8. Но заметим, что интерпретация аффективности как разновидность представления или как основанная на представлении удачна лишь тогда, когда аффективность взята на уровне стремления (или вожделения, как говорил Паскаль), на уровне намерения, которое может удовлетвориться в удовольствии или, неудовлетворенное, остается чистой нехваткой, которая заставляет страдать; под такой аффективностью обнаруживается онтологическая деятельность сознания — любое вложение и понимание, т.е. присутствие и представление (чисто теоретическая тематизация которого является лишь модальностью). Это не исключает того, что на пути, отличном от пути стремления, идущего к своему завершению, проявится аффективность, выступающая на плане и замысле сознания и выходящая из имманентности, которая является трансцендентностью и о которой мы попытаемся сказать «другое место».

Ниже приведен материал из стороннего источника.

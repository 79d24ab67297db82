//! Main simplification API.
//!
//! This module wires the pipeline together: locate the content region,
//! snapshot it, classify the domain, score complexity, adapt the target
//! level to the user's familiarity profile, rewrite, analyze confidence,
//! and rebuild the region. The main entry point is the [`Simplifier`]
//! struct, along with the [`simplify`] convenience function.
//!
//! # Example
//!
//! ```rust,no_run
//! use claritas_core::simplifier::{ClaritasConfig, Simplifier};
//! use claritas_core::store::StoredState;
//!
//! # async fn example(html: &str) -> claritas_core::Result<()> {
//! let simplifier = Simplifier::new();
//! let mut state = StoredState::default();
//! let page = simplifier
//!     .simplify_page(html, Some("https://example.com/article"), &mut state, 0)
//!     .await?;
//! println!("complexity {} via {}", page.complexity, page.result.backend.as_str());
//! # Ok(())
//! # }
//! ```

use tracing::debug;

use crate::complexity::score_complexity;
use crate::confidence::{AnalysisContext, ConfidenceReport, analyze_confidence};
use crate::context::{ContextDecision, adapt_context, update_profile};
use crate::domain::{Domain, classify_domain};
use crate::locate::{LocateConfig, locate_content};
use crate::parse::Document;
use crate::reconstruct::{
    ReconstructedRegion, RegionSnapshot, collect_preserved, reconstruct,
};
use crate::rewrite::{
    EngineConfig, Level, RewriteEngine, SimplificationRequest, SimplificationResult,
};
use crate::store::StoredState;
use crate::Result;

/// Reading-time estimate at 200 words per minute, rounded up.
#[derive(Debug, Clone, Copy, PartialEq, Eq)]
pub struct ReadingTime {
    pub before_min: u64,
    pub after_min: u64,
    pub saved_min: u64,
    pub original_words: usize,
    pub simplified_words: usize,
}

/// Computes before/after reading time for a simplification.
pub fn reading_time(original: &str, simplified: &str) -> ReadingTime {
    let minutes = |words: usize| (words as u64).div_ceil(200);
    let original_words = original.split_whitespace().count();
    let simplified_words = simplified.split_whitespace().count();
    let before_min = minutes(original_words);
    let after_min = minutes(simplified_words);

    ReadingTime {
        before_min,
        after_min,
        saved_min: before_min.saturating_sub(after_min),
        original_words,
        simplified_words,
    }
}

/// Everything one simplification pass produced.
#[derive(Debug)]
pub struct PageSimplification {
    pub domain: Domain,
    pub complexity: u8,
    pub decision: ContextDecision,
    pub result: SimplificationResult,
    pub confidence: ConfidenceReport,
    pub region: ReconstructedRegion,
    /// Byte-exact original region; applying it back is the restore path.
    pub snapshot: RegionSnapshot,
    pub reading_time: ReadingTime,
}

/// Configuration for the full pipeline.
///
/// # Example
///
/// ```rust
/// use claritas_core::simplifier::ClaritasConfig;
/// use claritas_core::rewrite::Level;
///
/// let config = ClaritasConfig::builder()
///     .min_text_len(300)
///     .level_override(Level::Deep)
///     .build();
/// ```
#[derive(Debug, Clone, Default)]
pub struct ClaritasConfig {
    /// Content-location tuning.
    pub locate: LocateConfig,
    /// Rewrite-engine tuning.
    pub engine: EngineConfig,
    /// Fixed target level; `None` lets the context adapter decide.
    pub level_override: Option<Level>,
}

impl ClaritasConfig {
    /// Creates a new builder for ClaritasConfig.
    pub fn builder() -> ClaritasConfigBuilder {
        ClaritasConfigBuilder::new()
    }
}

/// Builder for [`ClaritasConfig`].
pub struct ClaritasConfigBuilder {
    config: ClaritasConfig,
}

impl ClaritasConfigBuilder {
    pub fn new() -> Self {
        Self { config: ClaritasConfig::default() }
    }

    /// Sets the minimum readable-text length for location candidates.
    pub fn min_text_len(mut self, value: usize) -> Self {
        self.config.locate.min_text_len = value;
        self
    }

    /// Sets the per-chunk backend timeout.
    pub fn chunk_timeout(mut self, value: std::time::Duration) -> Self {
        self.config.engine.chunk_timeout = Some(value);
        self
    }

    /// Pins the simplification level instead of adapting it.
    pub fn level_override(mut self, level: Level) -> Self {
        self.config.level_override = Some(level);
        self
    }

    pub fn build(self) -> ClaritasConfig {
        self.config
    }
}

impl Default for ClaritasConfigBuilder {
    fn default() -> Self {
        Self::new()
    }
}

/// Runs the complete scoring and simplification pipeline.
pub struct Simplifier {
    config: ClaritasConfig,
    engine: RewriteEngine,
}

impl Simplifier {
    /// Creates a simplifier with default configuration and no rewrite
    /// backends (every request takes the deterministic heuristic path).
    pub fn new() -> Self {
        Self::with_config(ClaritasConfig::default())
    }

    /// Creates a simplifier with custom configuration.
    pub fn with_config(config: ClaritasConfig) -> Self {
        let engine = RewriteEngine::heuristic_only().with_config(config.engine.clone());
        Self { config, engine }
    }

    /// Replaces the rewrite engine, e.g. to register AI backends.
    pub fn with_engine(mut self, engine: RewriteEngine) -> Self {
        self.engine = engine.with_config(self.config.engine.clone());
        self
    }

    /// Simplifies one page.
    ///
    /// `state` is the caller's persisted snapshot: the profile and
    /// aggregate counters are updated in place and the caller persists
    /// them afterwards. `now_ms` stamps the profile visit; the core never
    /// reads the clock itself.
    ///
    /// # Errors
    ///
    /// Returns [`crate::ClaritasError::NoContent`] when no content region
    /// can be located; every later stage degrades instead of failing.
    pub async fn simplify_page(
        &self,
        html: &str,
        url: Option<&str>,
        state: &mut StoredState,
        now_ms: u64,
    ) -> Result<PageSimplification> {
        let doc = Document::parse(html)?;
        let located = locate_content(&doc, &self.config.locate)?;
        debug!(score = located.score, tag = %located.element.tag_name(), "located content region");

        // Snapshot before anything can mutate; restore depends on these bytes.
        let snapshot = RegionSnapshot::capture(&located.element);
        let preserved = collect_preserved(&located.element);
        let text = located.element.visible_text();

        let domain = url.map(classify_domain).unwrap_or(Domain::General);
        let complexity = score_complexity(&text, domain);
        let decision = adapt_context(domain, &text, &state.user_profile);
        let level = self.config.level_override.unwrap_or(decision.level);
        debug!(%domain, complexity, level = level.as_u8(), "scored page");

        let request = SimplificationRequest::new(text.clone(), level, domain)
            .with_adaptive_prompt(decision.adaptive_prompt.clone());
        let result = self.engine.simplify(&request).await;

        let context = AnalysisContext {
            domain: Some(domain),
            user_level: Some(state.user_profile.experience_level),
        };
        let confidence =
            analyze_confidence(&text, &result.simplified_text, &context, &state.confidence_feedback);

        let region = reconstruct(&result.simplified_text, &preserved);
        let reading_time = reading_time(&text, &result.simplified_text);

        state.record_simplification(reading_time.original_words, reading_time.simplified_words);
        update_profile(
            &mut state.user_profile,
            domain,
            complexity,
            result.elapsed.as_millis() as u64,
            now_ms,
        );

        Ok(PageSimplification {
            domain,
            complexity,
            decision,
            result,
            confidence,
            region,
            snapshot,
            reading_time,
        })
    }
}

impl Default for Simplifier {
    fn default() -> Self {
        Self::new()
    }
}

/// Simplifies a page with default settings and a throwaway state snapshot.
pub async fn simplify(html: &str) -> Result<PageSimplification> {
    simplify_with_url(html, None).await
}

/// Simplifies a page, classifying the domain from its source URL.
pub async fn simplify_with_url(html: &str, url: Option<&str>) -> Result<PageSimplification> {
    let mut state = StoredState::default();
    Simplifier::new().simplify_page(html, url, &mut state, 0).await
}

#[cfg(test)]
mod tests {
    use super::*;
    use crate::rewrite::BackendKind;

    fn article_html() -> String {
        let para = "The implementation of the methodology requires numerous considerations, although the approximately standard framework demonstrates sufficient flexibility for most organizations. ";
        format!(
            r#"<html><body>
                <nav>Home | About</nav>
                <article class="post-content">
                    <p>{0}</p>
                    <p>{0}</p>
                    <p>Read <a href="/background">the background piece</a> for history.</p>
                    <p>{0}</p>
                </article>
            </body></html>"#,
            para.repeat(3)
        )
    }

    #[tokio::test]
    async fn test_full_pipeline_heuristic_path() {
        let mut state = StoredState::default();
        let page = Simplifier::new()
            .simplify_page(&article_html(), Some("https://docs.example.com/docs/x"), &mut state, 42)
            .await
            .unwrap();

        assert_eq!(page.domain, Domain::Technical);
        assert!((1..=10).contains(&page.complexity));
        assert_eq!(page.result.backend, BackendKind::Heuristic);
        assert!(!page.result.simplified_text.is_empty());
        assert!(!page.region.html.is_empty());
        assert!((0.0..=1.0).contains(&page.confidence.confidence));

        // dictionary words got simplified
        assert!(!page.result.simplified_text.contains("utilize"));
        assert!(page.result.simplified_text.contains("method"));
    }

    #[tokio::test]
    async fn test_state_updated_after_pass() {
        let mut state = StoredState::default();
        let page = Simplifier::new()
            .simplify_page(&article_html(), Some("https://www.sec.gov/legal"), &mut state, 99)
            .await
            .unwrap();

        assert_eq!(page.domain, Domain::Government);
        assert_eq!(state.pages_simplified, 1);

        let profile = state.user_profile.domains.get(&Domain::Government).unwrap();
        assert_eq!(profile.visit_count, 1);
        assert_eq!(profile.max_complexity_handled, page.complexity);
        assert_eq!(profile.last_visit_ms, Some(99));
    }

    #[tokio::test]
    async fn test_no_content_is_hard_failure() {
        let mut state = StoredState::default();
        let result = Simplifier::new()
            .simplify_page("<html><body><nav>only nav</nav></body></html>", None, &mut state, 0)
            .await;

        assert!(matches!(result, Err(crate::ClaritasError::NoContent)));
        // a failed pass must not touch the counters
        assert_eq!(state.pages_simplified, 0);
    }

    #[tokio::test]
    async fn test_level_override() {
        let config = ClaritasConfig::builder().level_override(Level::Deep).build();
        let mut state = StoredState::default();
        let page = Simplifier::with_config(config)
            .simplify_page(&article_html(), None, &mut state, 0)
            .await
            .unwrap();

        assert_eq!(page.result.level, Level::Deep);
    }

    #[tokio::test]
    async fn test_snapshot_restores_original_bytes() {
        let html = article_html();
        let doc = Document::parse(&html).unwrap();
        let original = doc.select("article").unwrap()[0].outer_html();

        let page = simplify(&html).await.unwrap();
        assert_eq!(page.snapshot.html(), original);
        // the rewritten region is a different serialization
        assert_ne!(page.region.html, original);
    }

    #[test]
    fn test_reading_time_saved() {
        let original = "word ".repeat(600);
        let simplified = "word ".repeat(250);
        let rt = reading_time(&original, &simplified);

        assert_eq!(rt.before_min, 3);
        assert_eq!(rt.after_min, 2);
        assert_eq!(rt.saved_min, 1);
    }
}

9. Религиозное мышление, которое ссылается на религиозный опыт как будто независимый от философии, уже как основанное на опыте, относится к «я мыслю» и целиком направлено на философию. «Повествование» о религиозном опыте не расшатывает философию и, следовательно, не может разорвать присутствие и имманентность, эмфатическим осуществлением которых является философия. Возможно, слово Бог пришло в философию из религиозного дискурса. Но философия — даже если она это отрицает — понимает этот дискурс как дискурс высказываний, направленных на тему дискурса, т.е. как имеющий смысл, который отсылает к разоблачению или к проявлению присутствия. Провозвестники религиозного опыта не постигают иного значения смысла. Религиозное «откровение» является отныне и впредь смешанным с философским разоблачением — смешением, которое поддерживает даже диалектическая теология. Неожиданным является то, что дискурс может говорить по-другому, а не только говорить, что он увидел или услышал снаружи или ощутил внутри. Таким образом, религиозное бытие сразу интерпретирует переживаемое им как опыт. Защищаясь, оно интерпретирует Бога, претендуя на знание Его в опыте, в пределах бытия, присутствия и имманентности.
Отсюда предварительный вопрос: может ли дискурс обозначать что-то другое, кроме заявленного в теме? Имеет ли Бог значение как тема религиозного дискурса, который называет Бога, или как дискурс, который почти с самого начала не называет Его, но говорит о Нем под другим названием, чем наименование или призывание.
10. Тематизация Бога в религиозном опыте избежала крайне затруднительного положения, разрывающего единство «я мыслю»251
.В размышлении об идее Бога Декарт с несравненной точностью описал необыкновенный путь мышления, ведущего к разрыву «я мыслю»; мысля Бога как бытие, он мыслит Его как высшее бытие, или как сущее, которое есть в высшей степени. До сопоставления идеи Бога и идеи бытия необходимо, конечно, спросить себя, не отсылают ли прилагательное «высшее» и выражение «в высшей степени» к высоте неба над нашими головами и не выходят ли они за пределы онтологии. Как бы то ни было, Декарт придерживается субстанциального языка, интерпретируя чрезмерность Бога как превосходную степень существования. Но не в этом заключается его непревзойденное достижение. Здесь нам важны не доказательства бытия Бога, но разрыв сознания, который является не отходом в бессознательное, но отрезвлением, или пробуждением, потрясающим «догматический сон», который дремлет в глубине всякого сознания, покоящегося на объекте. Когитатум (cogitatum) когитации (cogitation), который сразу ее, идею Бога, содержит как имеющую значение бессодержательного в высшей степени (не в этом ли заключается абсолютизация абсолютного?) превосходит всякую способность; «объективная реальность» когита-тума (cogitatum) раскрывает «формальную реальность» когитации (cogitation). И это, возможно, предварительно переворачивает универсальную значимость и оригинальный характер интенциональности. Можно сказать, что идея Бога раскрывает мышление, которое (будучи поступлением, синопсией и синтезом) заключает в присутствие, представляет, вводит в присутствие или позволяет быть.